Dies werteten EU-Kreise als gutes Zeichen, allerdings wurde nicht mit Entscheidungen gerechnet. Die Experten wollen das Treffen der EU-Finanzminister am Freitag (24.4.) im lettischen Riga vorbereiten. Zu der Gruppe gehören Vertreter der Athener Regierung sowie Experten der EU-Kommission, der Europäischen Zentralbank (EZB), des Rettungsschirms ESM sowie des Internationalen Währungsfonds (IWF).
IWF bekräftigt klare Haltung gegen Athen
EZB-Präsident Mario Draghi forderte eine Verhandlungslösung zwischen Athen und den Geldgebern, die fair sei und dem Land Wachstum sowie finanzielle Stabilität biete. «Wir wollen alle, dass Griechenland Erfolg hat.» Athen könne als Teil der europäischen Währungsunion nicht isoliert Politik machen.
IWF-Chefin Christine Lagarde bekräftigte ihre klare Haltung gegenüber Athen: Sie verlange von den griechischen Verantwortlichen «nicht nur eine Beschleunigung, sondern auch eine Vertiefung der Arbeit». Griechenlands informelle Bitte um einen Zahlungsaufschub bei der Tilgung der IWF-Kredite hatte sie zuvor klar zurückgewiesen.
Griechischer Politiker schliesst Volksabstimmung nicht aus
Unterdessen schliesst der stellvertretende griechische Regierungschef Giannis Dragasakis eine Volksabstimmung oder auch vorgezogene Parlamentswahlen in Griechenland nicht aus. Dies seien Möglichkeiten bei einem Scheitern der Gespräche Athens mit den Geldgebern. «In unserem Hinterkopf sind diese Möglichkeiten (Volksabstimmung oder Wahlen)», sagte Dragasakis der Athener Sonntagszeitung «To Vima.» Dies wäre ein «Ausweg» im Falle, dass die Verhandlungen «in die Sackgasse» geraten. Athens Ziel sei aber der Verbleib des Landes in der Eurozone, fügte er hinzu. Auf die genaue Fragestellung eines möglichen Referendums ging er nicht ein.

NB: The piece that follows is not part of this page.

//! Экспорт дерева узлов в человекочитаемые форматы.

pub mod text;

pub use text::{
    document_to_text, render_property, to_text, write_document_text, write_text, TextDump,
};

Athen versucht offenbar, Geldquellen in China und Russland zu finden. Es gehe um bis zu 15 Milliarden Euro, berichteten die griechischen Wochenzeitungen «Agorá» und «Karfí» am Samstag unter Berufung auf Regierungskreise. Zehn Milliarden Euro sollen demnach aus China kommen. Peking könnte das Geld als eine Art Vorauszahlung für die Nutzung des Hafens von Piräus und einen Einstieg bei der griechischen Eisenbahn leisten, berichtete das Blatt «Karfí».
Athen hofft auf Milliarden aus China und Russland
Athen hoffe zudem auf drei bis fünf Milliarden Euro aus Russland. Dieser Betrag könnte nach einem Bericht der Zeitung «Agora» als eine Art Vorschuss für künftige Transitgebühren für die geplante Erdgas-Pipeline Turkish Stream fliessen. Russland möchte über Griechenland Energie nach Südosteuropa verkaufen.

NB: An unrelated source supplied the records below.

//! Декодирование бинарного FBX в дерево [`Node`].
//!
//! Разбор рекурсивный: запись узла читается целиком (свойства, затем
//! вложенный список до sentinel), и только после этого узел замораживается и
//! отдаётся родителю. Режим [`Mode`] передаётся в каждый вызов явно.
//!
//! Проверки, которые выполняются только в строгом режиме:
//! - sentinel состоит из 13 нулевых байт;
//! - длина списка свойств совпадает с фактически прочитанной;
//! - вложенный список заканчивается ровно на `end_offset`;
//! - заголовок и Adler-32 сжатых массивов;
//! - длина несжатого массива равна `count * размер элемента`;
//! - имена и строки являются корректным UTF-8.
//!
//! В обоих режимах фатальны: обрыв потока, неизвестный тег свойства,
//! `end_offset` раньше конца свойств, повреждённый deflate-поток и
//! превышение допустимой глубины вложенности.

use std::{
    io::{Cursor, Read, Seek, SeekFrom},
    slice,
};

use byteorder::{ByteOrder, LittleEndian, ReadBytesExt};
use fbxbin_error::{FbxError, FbxResult};
use tracing::{debug, warn};

use super::{
    compression::read_compressed_payload,
    header::{read_header, WIDE_RECORD_VERSION},
    hooks::{ArrayEvent, DecodeHook, NodeEvent, NoopHook},
    options::{DecodeOptions, Mode},
    source::{position, read_at, read_bytes, PositionedReader},
    tags::*,
};
use crate::tree::{Node, NodeBuilder, Property};

/// Результат декодирования файла.
#[derive(Debug, Clone, PartialEq)]
pub struct FbxDocument {
    /// Версия из преамбулы.
    pub version: u32,
    /// Корень дерева. Если на верхнем уровне ровно один узел, это он сам;
    /// иначе неявный корень без имени и свойств.
    pub root: Node,
    /// `root` собран декодером из списка верхнего уровня (0 или 2+ узла) и в
    /// файле отдельной записью не присутствует.
    pub implicit_root: bool,
}

impl FbxDocument {
    /// Документ с единственным узлом верхнего уровня.
    pub fn new(
        version: u32,
        root: Node,
    ) -> Self {
        Self {
            version,
            root,
            implicit_root: false,
        }
    }

    /// Документ из списка узлов верхнего уровня с правилом схлопывания корня.
    pub fn from_top_level(
        version: u32,
        nodes: Vec<Node>,
    ) -> Self {
        let implicit_root = nodes.len() != 1;
        Self {
            version,
            root: Node::root(nodes).collapse_root(),
            implicit_root,
        }
    }

    /// Узлы верхнего уровня в том виде, в каком они лежат в файле.
    pub fn top_level(&self) -> &[Node] {
        if self.implicit_root {
            self.root.children()
        } else {
            slice::from_ref(&self.root)
        }
    }
}

/// Декодирует файл целиком: преамбула, узлы верхнего уровня до sentinel.
///
/// Поток должен уметь сообщать позицию, иначе до чтения первого байта
/// возвращается [`FbxError::Precondition`]. Байты после завершающего
/// sentinel (футер) не читаются.
pub fn read_document<R: Read + Seek>(
    r: R,
    options: &DecodeOptions,
) -> FbxResult<FbxDocument> {
    read_document_with(r, options, &mut NoopHook)
}

/// То же, что [`read_document`], с наблюдателем за ходом разбора.
pub fn read_document_with<R, H>(
    r: R,
    options: &DecodeOptions,
    hook: &mut H,
) -> FbxResult<FbxDocument>
where
    R: Read + Seek,
    H: DecodeHook + ?Sized,
{
    let mut src = PositionedReader::new(r)?;
    let version = read_header(&mut src, options.mode)?;
    if version >= WIDE_RECORD_VERSION {
        warn!(
            version,
            "FBX version uses 64-bit record headers; decoding with 32-bit layout"
        );
    }

    let mut top = Vec::new();
    while let Some(node) = read_node_with(&mut src, options, hook, 0)? {
        top.push(node);
    }

    let doc = FbxDocument::from_top_level(version, top);
    debug!(
        version,
        mode = options.mode.as_str(),
        nodes = doc.root.node_count(),
        top_level = doc.top_level().len(),
        bytes = src.position(),
        "FBX document decoded"
    );
    Ok(doc)
}

/// Декодирует документ из буфера в памяти.
pub fn from_bytes(
    bytes: &[u8],
    mode: Mode,
) -> FbxResult<FbxDocument> {
    read_document(Cursor::new(bytes), &DecodeOptions::default().with_mode(mode))
}

/// Читает одну запись узла вместе со всем поддеревом.
///
/// `None` означает sentinel: запись с `end_offset == 0` завершает список.
pub fn read_node<R: Read + Seek>(
    r: &mut R,
    mode: Mode,
) -> FbxResult<Option<Node>> {
    read_node_with(
        r,
        &DecodeOptions::default().with_mode(mode),
        &mut NoopHook,
        0,
    )
}

/// Читает запись узла на глубине `depth` с наблюдателем.
pub fn read_node_with<R, H>(
    r: &mut R,
    options: &DecodeOptions,
    hook: &mut H,
    depth: usize,
) -> FbxResult<Option<Node>>
where
    R: Read + Seek,
    H: DecodeHook + ?Sized,
{
    let mode = options.mode;
    let start = position(r)?;
    let end_offset = u64::from(read_at(r, |r| r.read_u32::<LittleEndian>())?);
    let num_properties = read_at(r, |r| r.read_u32::<LittleEndian>())?;
    let property_list_len = read_at(r, |r| r.read_u32::<LittleEndian>())?;
    let name_len = read_at(r, |r| r.read_u8())?;
    let name = read_string(r, u64::from(name_len), mode, "node name")?;

    if end_offset == 0 {
        if mode.is_strict() && (num_properties != 0 || property_list_len != 0 || name_len != 0) {
            return Err(FbxError::format(
                start,
                "malformed sentinel record: expected 13 zero bytes",
            ));
        }
        return Ok(None);
    }

    if depth >= options.max_depth {
        return Err(FbxError::format(
            start,
            format!("node nesting exceeds {} levels", options.max_depth),
        ));
    }

    let mut builder = NodeBuilder::new(name);
    hook.on_node_start(&NodeEvent {
        name: builder.name(),
        offset: start,
        end_offset,
        depth,
    });

    let props_start = position(r)?;
    for _ in 0..num_properties {
        let property = read_property_with(r, mode, hook)?;
        builder.push_property(property);
    }
    let props_end = position(r)?;

    if mode.is_strict() && props_end - props_start != u64::from(property_list_len) {
        return Err(FbxError::format(
            props_end,
            format!(
                "property list of '{}' is {} bytes, header declares {property_list_len}",
                builder.name(),
                props_end - props_start
            ),
        ));
    }

    if end_offset < props_end {
        return Err(FbxError::format(
            props_end,
            format!(
                "record '{}' ends at 0x{end_offset:X}, before its properties end",
                builder.name()
            ),
        ));
    }

    let remaining = end_offset - props_end;
    if remaining > 0 {
        hook.on_children(
            &NodeEvent {
                name: builder.name(),
                offset: start,
                end_offset,
                depth,
            },
            remaining,
        );
        while let Some(child) = read_node_with(r, options, hook, depth + 1)? {
            builder.push_child(child);
        }

        if mode.is_strict() {
            let children_end = position(r)?;
            if children_end != end_offset {
                return Err(FbxError::format(
                    children_end,
                    format!(
                        "nested list of '{}' ends at 0x{children_end:X}, record declares 0x{end_offset:X}",
                        builder.name()
                    ),
                ));
            }
        }
    }

    let node = builder.build();
    hook.on_node_end(
        &NodeEvent {
            name: node.name(),
            offset: start,
            end_offset,
            depth,
        },
        &node,
    );
    Ok(Some(node))
}

/// Читает одно типизированное свойство.
pub fn read_property<R: Read + Seek>(
    r: &mut R,
    mode: Mode,
) -> FbxResult<Property> {
    read_property_with(r, mode, &mut NoopHook)
}

fn read_property_with<R, H>(
    r: &mut R,
    mode: Mode,
    hook: &mut H,
) -> FbxResult<Property>
where
    R: Read + Seek,
    H: DecodeHook + ?Sized,
{
    let offset = position(r)?;
    let tag = read_at(r, |r| r.read_u8())?;

    let property = match tag {
        TAG_I16 => Property::I16(read_at(r, |r| r.read_i16::<LittleEndian>())?),
        TAG_BOOL => Property::Bool(read_at(r, |r| r.read_u8())? != 0),
        TAG_I32 => Property::I32(read_at(r, |r| r.read_i32::<LittleEndian>())?),
        TAG_F32 => Property::F32(read_at(r, |r| r.read_f32::<LittleEndian>())?),
        TAG_F64 => Property::F64(read_at(r, |r| r.read_f64::<LittleEndian>())?),
        TAG_I64 => Property::I64(read_at(r, |r| r.read_i64::<LittleEndian>())?),
        TAG_STRING => {
            let len = read_at(r, |r| r.read_u32::<LittleEndian>())?;
            Property::String(read_string(r, u64::from(len), mode, "string property")?)
        }
        TAG_RAW => {
            let len = read_at(r, |r| r.read_u32::<LittleEndian>())?;
            Property::Raw(read_bytes(r, u64::from(len))?)
        }
        TAG_F32_ARRAY | TAG_F64_ARRAY | TAG_I64_ARRAY | TAG_I32_ARRAY | TAG_BOOL_ARRAY => {
            read_array(r, tag, mode, hook)?
        }
        other => {
            return Err(FbxError::format(
                offset,
                format!("unknown property type tag 0x{other:02X}"),
            ))
        }
    };
    Ok(property)
}

/// Читает массив после тега: заголовок и полезную нагрузку.
fn read_array<R, H>(
    r: &mut R,
    tag: u8,
    mode: Mode,
    hook: &mut H,
) -> FbxResult<Property>
where
    R: Read + Seek,
    H: DecodeHook + ?Sized,
{
    let offset = position(r)?;
    let count = read_at(r, |r| r.read_u32::<LittleEndian>())?;
    let encoding = read_at(r, |r| r.read_u32::<LittleEndian>())?;
    let byte_len = read_at(r, |r| r.read_u32::<LittleEndian>())?;
    hook.on_array(&ArrayEvent {
        offset,
        tag,
        count,
        encoding,
        byte_len,
    });

    let elem_size = match array_element_size(tag) {
        Some(size) => size as u64,
        None => {
            return Err(FbxError::format(
                offset,
                format!("tag 0x{tag:02X} is not an array type"),
            ))
        }
    };
    let expected = u64::from(count) * elem_size;
    let payload_start = position(r)?;

    let payload = match encoding {
        ARRAY_ENCODING_RAW => {
            if mode.is_strict() && u64::from(byte_len) != expected {
                return Err(FbxError::format(
                    offset,
                    format!(
                        "raw array of {count} elements declares {byte_len} bytes, expected {expected}"
                    ),
                ));
            }
            read_bytes(r, expected)?
        }
        ARRAY_ENCODING_ZLIB => read_compressed_payload(r, byte_len, expected, mode)?,
        other if mode.is_strict() => {
            return Err(FbxError::format(
                offset,
                format!("unknown array encoding {other}"),
            ))
        }
        other => {
            warn!(
                offset,
                encoding = other,
                byte_len,
                "unknown array encoding, skipping payload"
            );
            let skip_to = payload_start + u64::from(byte_len);
            r.seek(SeekFrom::Start(skip_to))
                .map_err(|e| FbxError::from_io(e, skip_to))?;
            Vec::new()
        }
    };

    Ok(decode_elements(tag, &payload))
}

/// Разбирает полезную нагрузку массива на элементы.
fn decode_elements(
    tag: u8,
    payload: &[u8],
) -> Property {
    match tag {
        TAG_F32_ARRAY => Property::F32Array(
            payload
                .chunks_exact(4)
                .map(LittleEndian::read_f32)
                .collect(),
        ),
        TAG_F64_ARRAY => Property::F64Array(
            payload
                .chunks_exact(8)
                .map(LittleEndian::read_f64)
                .collect(),
        ),
        TAG_I64_ARRAY => Property::I64Array(
            payload
                .chunks_exact(8)
                .map(LittleEndian::read_i64)
                .collect(),
        ),
        TAG_I32_ARRAY => Property::I32Array(
            payload
                .chunks_exact(4)
                .map(LittleEndian::read_i32)
                .collect(),
        ),
        _ => Property::BoolArray(payload.iter().map(|b| *b != 0).collect()),
    }
}

/// Читает строку длиной `len` байт.
///
/// Строгий режим требует корректного UTF-8, мягкий заменяет некорректные
/// последовательности на U+FFFD.
fn read_string<R: Read + Seek>(
    r: &mut R,
    len: u64,
    mode: Mode,
    what: &str,
) -> FbxResult<String> {
    let offset = position(r)?;
    let bytes = read_bytes(r, len)?;
    match String::from_utf8(bytes) {
        Ok(s) => Ok(s),
        Err(e) if mode.is_strict() => Err(FbxError::format(
            offset,
            format!("invalid UTF-8 in {what}: {}", e.utf8_error()),
        )),
        Err(e) => Ok(String::from_utf8_lossy(e.as_bytes()).into_owned()),
    }
}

Kremlsprecher Dmitri Peskow gab sich reserviert. Griechenland könne nicht mit Finanzhilfen aus Russland rechnen, sagte er am Samstag dem Radiosender Business FM. Bei ihrem Treffen Anfang April hätten Präsident Wladimir Putin und Regierungschef Alexis Tsipras aber durchaus über eine Zusammenarbeit im Energiebereich gesprochen. Putin hat Hunderte Millionen Euro an Transitgebühren in Aussicht gestellt, wenn sich Griechenland an der Gaspipeline Turkish Stream beteiligt.
Hilfe der Geldgeber auf Eis gelegt
Der griechische Energieminister Panagiotis Lafazanis hatte wiederholt angekündigt, eine Absichtserklärung solle noch in dieser Woche unterzeichnet werden. Von einer Vorauszahlung sprach er nicht. Die Verlängerung der russischen Pipeline nach Griechenland muss von der EU genehmigt werden und soll 2019 fertig sein. Experten griechischer Banken sagten, sie könnten sich «schwer vorstellen», wie Gelder für ein Projekt fliessen könnten, das noch gar nicht genehmigt ist.

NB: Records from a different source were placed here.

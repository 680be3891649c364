use std::hint::black_box;

use criterion::{criterion_group, criterion_main, BenchmarkId, Criterion, Throughput};
use fbxbin::{
    engine::fbx::{compress_payload, inflate_payload},
    document_to_text, from_bytes, to_bytes, CompressionPolicy, EncodeOptions, FbxDocument, Mode,
    Node,
};

// ============================================================================
// Helper functions для создания тестовых данных
// ============================================================================

/// Меш с `vertices` вершинами: координаты, индексы и нормали.
fn create_mesh(vertices: usize) -> Node {
    let coords: Vec<f64> = (0..vertices * 3).map(|i| (i as f64) * 0.125).collect();
    let indices: Vec<i32> = (0..vertices as i32)
        .map(|i| if i % 4 == 3 { !i } else { i })
        .collect();
    let normals: Vec<f32> = (0..vertices * 3).map(|i| (i % 7) as f32 / 7.0).collect();

    Node::builder("Geometry")
        .property(1i64)
        .property("Mesh\x00\x01Geometry")
        .property("Mesh")
        .child(Node::builder("Vertices").property(coords).build())
        .child(Node::builder("PolygonVertexIndex").property(indices).build())
        .child(
            Node::builder("LayerElementNormal")
                .property(0i32)
                .child(Node::builder("Normals").property(normals).build())
                .build(),
        )
        .build()
}

/// Широкое дерево из мелких узлов без массивов.
fn create_flat_scene(objects: usize) -> Node {
    let models: Vec<Node> = (0..objects)
        .map(|i| {
            Node::builder("Model")
                .property(i as i64)
                .property(format!("Cube{i}\x00\x01Model"))
                .property("Mesh")
                .child(Node::builder("Version").property(232i32).build())
                .child(
                    Node::builder("Properties70")
                        .child(
                            Node::builder("P")
                                .property("Lcl Translation")
                                .property("Lcl Translation")
                                .property("")
                                .property("A")
                                .property(i as f64)
                                .property(0.0f64)
                                .property(0.0f64)
                                .build(),
                        )
                        .build(),
                )
                .build()
        })
        .collect();

    Node::root(vec![
        Node::builder("FBXHeaderExtension")
            .child(Node::builder("FBXHeaderVersion").property(1003i32).build())
            .build(),
        Node::builder("Objects").children(models).build(),
    ])
}

fn raw_options() -> EncodeOptions {
    EncodeOptions {
        compression: CompressionPolicy::disabled(),
        ..EncodeOptions::default()
    }
}

// ============================================================================
// Кодирование и декодирование
// ============================================================================

fn bench_encode(c: &mut Criterion) {
    let mut group = c.benchmark_group("encode");

    for size in [1_000usize, 10_000, 100_000].iter() {
        let mesh = create_mesh(*size);
        group.throughput(Throughput::Elements(*size as u64));

        group.bench_with_input(BenchmarkId::new("mesh/raw", size), &mesh, |b, m| {
            let opts = raw_options();
            b.iter(|| black_box(to_bytes(black_box(m), &opts).unwrap()));
        });

        group.bench_with_input(BenchmarkId::new("mesh/zlib", size), &mesh, |b, m| {
            let opts = EncodeOptions::default();
            b.iter(|| black_box(to_bytes(black_box(m), &opts).unwrap()));
        });
    }

    for objects in [100usize, 1_000].iter() {
        let scene = create_flat_scene(*objects);
        group.throughput(Throughput::Elements(scene.node_count() as u64));
        group.bench_with_input(BenchmarkId::new("scene", objects), &scene, |b, s| {
            let opts = EncodeOptions::default();
            b.iter(|| black_box(to_bytes(black_box(s), &opts).unwrap()));
        });
    }

    group.finish();
}

fn bench_decode(c: &mut Criterion) {
    let mut group = c.benchmark_group("decode");
    group.sample_size(50);

    for size in [1_000usize, 10_000, 100_000].iter() {
        let mesh = create_mesh(*size);
        let raw = to_bytes(&mesh, &raw_options()).unwrap();
        let packed = to_bytes(&mesh, &EncodeOptions::default()).unwrap();

        for (label, bytes) in [("raw", &raw), ("zlib", &packed)] {
            group.throughput(Throughput::Bytes(bytes.len() as u64));
            for mode in [Mode::Strict, Mode::Lenient] {
                group.bench_with_input(
                    BenchmarkId::new(format!("mesh/{label}/{}", mode.as_str()), size),
                    bytes,
                    |b, data| b.iter(|| black_box(from_bytes(black_box(data), mode).unwrap())),
                );
            }
        }
    }

    for objects in [100usize, 1_000].iter() {
        let bytes = to_bytes(&create_flat_scene(*objects), &EncodeOptions::default()).unwrap();
        group.throughput(Throughput::Bytes(bytes.len() as u64));
        for mode in [Mode::Strict, Mode::Lenient] {
            group.bench_with_input(
                BenchmarkId::new(format!("scene/{}", mode.as_str()), objects),
                &bytes,
                |b, data| b.iter(|| black_box(from_bytes(black_box(data), mode).unwrap())),
            );
        }
    }

    group.finish();
}

// ============================================================================
// zlib
// ============================================================================

fn bench_compression_levels(c: &mut Criterion) {
    let mut group = c.benchmark_group("compression");
    group.sample_size(20);

    let payload: Vec<u8> = (0..65_536)
        .flat_map(|i| ((i as f64) * 0.5).to_le_bytes())
        .collect();
    group.throughput(Throughput::Bytes(payload.len() as u64));

    for level in [1u32, 6, 9] {
        group.bench_with_input(BenchmarkId::new("compress", level), &payload, |b, p| {
            b.iter(|| black_box(compress_payload(black_box(p), level).unwrap()));
        });

        let compressed = compress_payload(&payload, level).unwrap();
        group.bench_with_input(
            BenchmarkId::new("inflate", level),
            &compressed,
            |b, data| {
                b.iter(|| {
                    // пропускаем 2 байта заголовка и 4 байта контрольной суммы
                    let deflate = &data[2..data.len() - 4];
                    black_box(inflate_payload(deflate, payload.len() as u64).unwrap())
                });
            },
        );
    }

    group.finish();
}

fn bench_text_export(c: &mut Criterion) {
    let mut group = c.benchmark_group("export");
    let scene = create_flat_scene(1_000);
    group.throughput(Throughput::Elements(scene.node_count() as u64));
    let (_, _, top_level) = scene.into_parts();
    let doc = FbxDocument::from_top_level(7400, top_level);
    group.bench_function("text/scene_1000", |b| {
        b.iter(|| black_box(document_to_text(black_box(&doc))))
    });
    group.finish();
}

criterion_group!(
    benches,
    bench_encode,
    bench_decode,
    bench_compression_levels,
    bench_text_export
);
criterion_main!(benches);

Die internationalen Geldgeber haben die noch fälligen Hilfen aus den Hilfsprogrammen von 7,2 Milliarden Euro auf Eis gelegt. Sie sollen erst freigegeben werden, wenn Athen eine konkrete Liste von Reformen vorlegt und diese auch umsetzt.
Varoufakis trifft Obama
Der griechische Finanzminister Gianis Varoufakis warb am Rande des Finanzgipfels in Washington um Verständnis. Bei einer Veranstaltung im Weissen Haus traf er auch US-Präsident Barack Obama. Nach Obamas Ansicht muss Griechenland «harte Entscheidungen» treffen und sein wackliges Finanzsystem mit Reformen stabilisieren. «Sie müssen Steuern eintreiben. Sie müssen ihre Bürokratie abbauen», sagte Obama am Freitag. Den Kreditgebern müsse Athen beweisen, dass das Land beginnt, sich selbst zu helfen. (awp/mc/ps)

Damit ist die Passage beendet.